A red Alto-800 car headed through the murky rural roads to a four-lane national highway that led to the busy town of Nagaon, a commercial hub of Middle Assam. Saira, a half-widow in her mid-twenties sat at the backseat, unmindful of the jerks and jolts that came her way through the rash driving of Imtiaz, her distant relative. It was monsoon and the incessant rain soaked the busy streets with mud splashes, thronged all along with school buses, trucks, tempos and rickshaws leading to annoying traffic jams. She looked through the rain-splattered window panes to the hectic provincial world outside. Myriad thoughts of a brazen past brew in her mind as they moved through the traffic.

Her eyes met the regular sight of a lunatic beggar picking up food crumbs near the main bridge over the River Kolong, a tributary of the mighty Brahmaputra that connects the two parts of the town. She reflexively observed the lunatic or beggar and was engulfed by an uncomfortable feeling of angst. Thousands of possibilities swarmed through her mind about his assumed perversions inadvertently taking her back to Imran, her lost husband serving in the Indian Army who might be sharing a similar fate in some part of the subcontinent. Before losing herself in the next series of apprehensions, the car stopped at a traffic signal. She hurriedly dismissed the brooding negative thoughts by looking intently at the resplendent golden sonaru and the blazing red krisnasura flowers blooming profusely by the riverside and seeped in their vibrancy for distraction. The road took a turn. Tuning her clouded mind to come out of its habitual stupor with a fake attempt at composure, Saira peered outside the wet glasses of her car and found herself in the everyday humdrum around her workplace.

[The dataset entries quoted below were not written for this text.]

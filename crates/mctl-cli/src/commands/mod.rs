pub(crate) mod projects;
pub(crate) mod rules;
pub(crate) mod static_routes;
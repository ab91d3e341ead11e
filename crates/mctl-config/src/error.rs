//! Error types for project configuration operations.
//!
//! Rule parse failures are not errors; they are reported through
//! [`crate::TransformErrors`]. These variants cover store access and
//! invalid project metadata.

use std::io;
use std::path::PathBuf;

use thiserror::Error;

/// Primary error type for project configuration operations.
#[derive(Debug, Error)]
pub enum ConfigError {
    /// Field contained an invalid value.
    #[error("invalid configuration field")]
    InvalidField {
        /// Section that failed validation.
        section: String,
        /// Field that failed validation.
        field: String,
        /// Offending value when available.
        value: Option<String>,
        /// Machine-readable reason for the failure.
        reason: &'static str,
    },
    /// Database kind value was not recognised.
    #[error("invalid database kind")]
    InvalidDatabaseKind {
        /// Database kind payload provided by the caller.
        value: String,
    },
    /// No project with the requested identifier exists in the store.
    #[error("project not found")]
    ProjectNotFound {
        /// Requested project identifier.
        id: String,
    },
    /// File system operation failed.
    #[error("filesystem operation failed")]
    Io {
        /// Operation identifier.
        operation: &'static str,
        /// Path involved in the failure.
        path: PathBuf,
        /// Source IO error.
        source: io::Error,
    },
    /// JSON encoding or decoding of a stored document failed.
    #[error("json document operation failed")]
    Json {
        /// Operation identifier.
        operation: &'static str,
        /// Path involved in the failure.
        path: PathBuf,
        /// Source serde error.
        source: serde_json::Error,
    },
}

/// Convenience alias for configuration results.
pub type ConfigResult<T> = Result<T, ConfigError>;
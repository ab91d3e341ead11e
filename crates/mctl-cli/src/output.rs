//! Output renderers and formatting helpers for CLI commands.

use mctl_config::{ProjectConfig, StaticConfig, TransformResult, rule_sites};
use serde::Serialize;

use crate::cli::OutputFormat;
use crate::context::{CliResult, to_pretty_json};

pub(crate) fn render_json<T: Serialize>(value: &T) -> CliResult<()> {
    println!("{}", to_pretty_json(value)?);
    Ok(())
}

pub(crate) fn render_project_list<R: Serialize>(
    projects: &[ProjectConfig<R>],
    format: OutputFormat,
) -> CliResult<()> {
    match format {
        OutputFormat::Json => render_json(&projects)?,
        OutputFormat::Table => {
            println!("{:<32} {:>6} NAME", "ID", "RULES");
            for project in projects {
                println!(
                    "{:<32} {:>6} {}",
                    project.id(),
                    rule_sites(project).len(),
                    project.name()
                );
            }
        }
    }
    Ok(())
}

pub(crate) fn render_project<R: Serialize>(
    project: &ProjectConfig<R>,
    format: OutputFormat,
) -> CliResult<()> {
    match format {
        OutputFormat::Json => render_json(project)?,
        OutputFormat::Table => {
            for line in project_summary(project) {
                println!("{line}");
            }
        }
    }
    Ok(())
}

pub(crate) fn render_check(result: &TransformResult, format: OutputFormat) -> CliResult<()> {
    match format {
        OutputFormat::Json => render_json(&result.errors)?,
        OutputFormat::Table => {
            println!(
                "{}: {} rules parsed",
                result.config.id(),
                rule_sites(&result.config).len()
            );
        }
    }
    Ok(())
}

pub(crate) fn render_static<R: Serialize>(
    config: &StaticConfig<R>,
    format: OutputFormat,
) -> CliResult<()> {
    match format {
        OutputFormat::Json => render_json(config)?,
        OutputFormat::Table => println!("routes: {}", config.routes.len()),
    }
    Ok(())
}

#[must_use]
pub(crate) fn project_summary<R>(project: &ProjectConfig<R>) -> Vec<String> {
    let mut lines = vec![
        format!("id: {}", project.id()),
        format!("name: {}", project.name()),
    ];
    let Some(modules) = &project.modules else {
        lines.push("modules: none".to_string());
        return lines;
    };
    if let Some(crud) = &modules.crud {
        for (db, database) in crud {
            let collections = database.collections.as_ref().map_or(0, |c| c.len());
            lines.push(format!(
                "crud {db}: {} ({collections} collections)",
                enabled_label(database.enabled)
            ));
        }
    }
    if let Some(functions) = &modules.functions {
        let services = functions.services.as_ref().map_or(0, |s| s.len());
        lines.push(format!(
            "functions: {} via {} ({services} services)",
            enabled_label(functions.enabled),
            functions.broker.as_deref().unwrap_or(UNSET)
        ));
    }
    if let Some(store) = &modules.file_store {
        let rules = store.rules.as_ref().map_or(0, Vec::len);
        lines.push(format!(
            "fileStore: {} {} ({rules} rules)",
            enabled_label(store.enabled),
            store.store_type.as_deref().unwrap_or(UNSET)
        ));
    }
    if let Some(hosting) = &modules.static_routes {
        let routes = hosting.routes.as_ref().map_or(0, Vec::len);
        lines.push(format!(
            "static: {} ({routes} routes)",
            enabled_label(hosting.enabled)
        ));
    }
    if !modules.other.is_empty() {
        let names: Vec<&str> = modules.other.keys().map(String::as_str).collect();
        lines.push(format!("other modules: {}", names.join(", ")));
    }
    lines
}

const UNSET: &str = "-";

const fn enabled_label(enabled: Option<bool>) -> &'static str {
    match enabled {
        Some(true) => "enabled",
        Some(false) => "disabled",
        None => UNSET,
    }
}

She ran an NGO with a small rented room as its office, situated on the first floor of a dilapidated building just near the official campus of a university established in the name of the legendary cultural icon and Vaishnavite saint, Srimanta Sankardeva. The ground floor of the same building was occupied by a chemist’s shop and a pathological laboratory. Her NGO worked for the betterment of abandoned children around her area and wished to build its own registered children’s home. It was quite an alternate venture in view of her conservative social milieu where child labour was not thought to be ignominious and cases of molestation remained hidden. As she set out the paper work of the case on which she and her six member team worked, she heard a commotion outside. Imitiaz who also assisted her in small official errands was caught up in a fight downstairs just near the parking space. Someone from the laboratory had thrown urine samples at her car and Imtiaz was bursting at the girl who sat at the reception. The matter of discord was the parking space and the spilled urine was supposed to be a hint to stop Saira from bringing her car. Saira in spite of her small built and quiet demeanour ferociously intervened in the scene. She threatened the owner with a police complaint and calmly went back to her desk to resume work.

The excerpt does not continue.